Support for MySQL Autopilot Auto-shape prediction in the console
MySQL Autopilot provides workload-aware, machine learning-powered automation of various aspects of the application lifecycle, including provisioning, data loading, query execution, and failure handling. It also provides capabilities designed for OLTP workloads.
Within the interactive console, database users can now access the MySQL Autopilot Auto shape prediction advisor that continuously monitors the OLTP workload to recommend with an explanation the right compute shape at any given time — allowing customers to always get the best price-performance. The visual representation within the console makes it easy for database users to upsize or downsize their database shape. Recommendations are supported by visual analyses of historic performance trends, including throughput and buffer pool hit rate.

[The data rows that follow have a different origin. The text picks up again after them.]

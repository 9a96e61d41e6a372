// src/sources/system.rs

//! Installer records of the system package manager
//!
//! Queries the local rpm, dpkg or pacman database through its command-line
//! tool. Each installed package becomes a candidate with the identity
//! `installer:<name>` and no directory; the classifier gives it a location.

use super::{DetectionSource, ScanOutput, SourceKind};
use crate::error::{Error, Result};
use crate::inventory::InstalledPackageVersion;
use crate::job::Job;
use crate::package::is_valid_name;
use crate::version::Version;
use std::process::Command;
use tracing::{debug, info, warn};

/// One row of a package manager's installed list
#[derive(Debug, Clone, PartialEq, Eq)]
struct InstalledEntry {
    name: String,
    version: String,
    summary: String,
}

/// System package manager whose database is queried
#[derive(Debug, Clone, Copy, PartialEq, Eq)]
pub enum SystemPackageManager {
    Rpm,
    Dpkg,
    Pacman,
}

impl SystemPackageManager {
    /// Query tool of this package manager
    pub fn query_tool(self) -> &'static str {
        match self {
            SystemPackageManager::Rpm => "rpm",
            SystemPackageManager::Dpkg => "dpkg-query",
            SystemPackageManager::Pacman => "pacman",
        }
    }

    pub fn as_str(self) -> &'static str {
        match self {
            SystemPackageManager::Rpm => "rpm",
            SystemPackageManager::Dpkg => "dpkg",
            SystemPackageManager::Pacman => "pacman",
        }
    }

    /// Find the first package manager whose query tool is on `PATH`
    pub fn detect() -> Option<Self> {
        [
            SystemPackageManager::Rpm,
            SystemPackageManager::Dpkg,
            SystemPackageManager::Pacman,
        ]
        .into_iter()
        .find(|pm| which::which(pm.query_tool()).is_ok())
    }

    fn query_args(self) -> &'static [&'static str] {
        match self {
            SystemPackageManager::Rpm => {
                &["-qa", "--queryformat", "%{NAME}|%{VERSION}|%{SUMMARY}\n"]
            }
            SystemPackageManager::Dpkg => &[
                "-W",
                "-f",
                "${db:Status-Abbrev}|${Package}|${Version}|${binary:Summary}\n",
            ],
            SystemPackageManager::Pacman => &["-Q"],
        }
    }

    /// List installed packages
    fn list_installed(self) -> Result<Vec<InstalledEntry>> {
        debug!("Querying installed {} packages", self.as_str());

        let output = Command::new(self.query_tool())
            .args(self.query_args())
            .output()
            .map_err(|e| Error::ScanError(format!("Failed to run {}: {}", self.query_tool(), e)))?;

        if !output.status.success() {
            return Err(Error::ScanError(format!(
                "{} failed: {}",
                self.query_tool(),
                String::from_utf8_lossy(&output.stderr)
            )));
        }

        let stdout = String::from_utf8_lossy(&output.stdout);
        Ok(self.parse_output(&stdout))
    }

    fn parse_output(self, stdout: &str) -> Vec<InstalledEntry> {
        match self {
            SystemPackageManager::Rpm => parse_rpm_output(stdout),
            SystemPackageManager::Dpkg => parse_dpkg_output(stdout),
            SystemPackageManager::Pacman => parse_pacman_output(stdout),
        }
    }
}

/// `NAME|VERSION|SUMMARY` lines
fn parse_rpm_output(stdout: &str) -> Vec<InstalledEntry> {
    let mut entries = Vec::new();
    for line in stdout.lines().filter(|l| !l.trim().is_empty()) {
        let parts: Vec<&str> = line.splitn(3, '|').collect();
        if parts.len() < 2 {
            warn!("Skipping malformed rpm output line: {}", line);
            continue;
        }
        entries.push(InstalledEntry {
            name: parts[0].trim().to_string(),
            version: parts[1].trim().to_string(),
            summary: parts.get(2).map(|s| s.trim().to_string()).unwrap_or_default(),
        });
    }
    entries
}

/// `STATUS|PACKAGE|VERSION|SUMMARY` lines; only fully installed (`ii`)
/// packages are kept
fn parse_dpkg_output(stdout: &str) -> Vec<InstalledEntry> {
    let mut entries = Vec::new();
    for line in stdout.lines().filter(|l| !l.trim().is_empty()) {
        let parts: Vec<&str> = line.splitn(4, '|').collect();
        if parts.len() < 3 {
            warn!("Skipping malformed dpkg-query output line: {}", line);
            continue;
        }
        if !parts[0].starts_with("ii") {
            continue;
        }
        entries.push(InstalledEntry {
            name: parts[1].trim().to_string(),
            version: parts[2].trim().to_string(),
            summary: parts.get(3).map(|s| s.trim().to_string()).unwrap_or_default(),
        });
    }
    entries
}

/// `name version` lines
fn parse_pacman_output(stdout: &str) -> Vec<InstalledEntry> {
    stdout
        .lines()
        .filter_map(|line| {
            let (name, version) = line.trim().split_once(' ')?;
            Some(InstalledEntry {
                name: name.to_string(),
                version: version.trim().to_string(),
                summary: String::new(),
            })
        })
        .collect()
}

/// Detection source over the system package manager's records
pub struct SystemPackagesSource {
    manager: Option<SystemPackageManager>,
}

impl SystemPackagesSource {
    /// Use whichever package manager is available
    pub fn new() -> Self {
        Self {
            manager: SystemPackageManager::detect(),
        }
    }

    /// Use a specific package manager, or none at all
    pub fn with_manager(manager: Option<SystemPackageManager>) -> Self {
        Self { manager }
    }

    fn collect(manager: SystemPackageManager, entries: Vec<InstalledEntry>, job: &Job) -> ScanOutput {
        let mut out = ScanOutput::new();
        let total = entries.len().max(1) as f64;

        for (i, entry) in entries.into_iter().enumerate() {
            let package = format!("installer:{}", entry.name);
            if is_valid_name(&package) {
                let candidate = InstalledPackageVersion::new(
                    package,
                    Version::parse_lenient(&entry.version),
                    None,
                )
                .with_detection_info(format!("{}:{}", manager.as_str(), entry.name));
                out.push(candidate, &entry.name, &entry.summary);
            } else {
                debug!(
                    "Skipping {} package with unusable name {:?}",
                    manager.as_str(),
                    entry.name
                );
            }
            job.set_progress((i + 1) as f64 / total);
        }
        out
    }
}

impl Default for SystemPackagesSource {
    fn default() -> Self {
        Self::new()
    }
}

impl DetectionSource for SystemPackagesSource {
    fn kind(&self) -> SourceKind {
        SourceKind::InstallerRecords
    }

    fn scan(&self, job: &Job) -> Result<ScanOutput> {
        let Some(manager) = self.manager else {
            debug!("No system package manager found");
            job.set_progress(1.0);
            return Ok(ScanOutput::new());
        };

        let entries = manager.list_installed()?;
        info!("{} lists {} installed packages", manager.as_str(), entries.len());
        Ok(Self::collect(manager, entries, job))
    }
}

Pre-defined MySQL HeatWave configurations
MySQL HeatWave on AWS provides a set of pre-defined and optimized MySQL configurations based on the MySQL shape and workload. MySQL HeatWave on AWS supports OLTP only workloads and OLAP/mixed workloads.

Users can also create custom configurations for new systems
MySQL HeatWave on OCI
Introducing a new small shape for HeatWave
Until now, the size of a HeatWave node was 512GB. Many customers with smaller data sizes expressed the desire to use HeatWave without provisioning such a large node. We now introduce a new small 32GB shape. It can process up to 50GB of data and only costs $16 per month.
Improved price performance
The amount of data that can be processed by a HeatWave node (512GB) is now increased to 1TB from 800GB (note that the exact amount of data processed depends upon the data and workload characteristics). With this increase and other query performance improvements, the price performance benefit of HeatWave has further increased by 15%.

Oracle introduces the MySQL Autopilot auto unload feature. With this capability, users can determine which tables in memory have not been used recently based on system recommendations and are candidates for being purged. Freeing up memory reduces the size of the cluster required to run a workload and saves cost.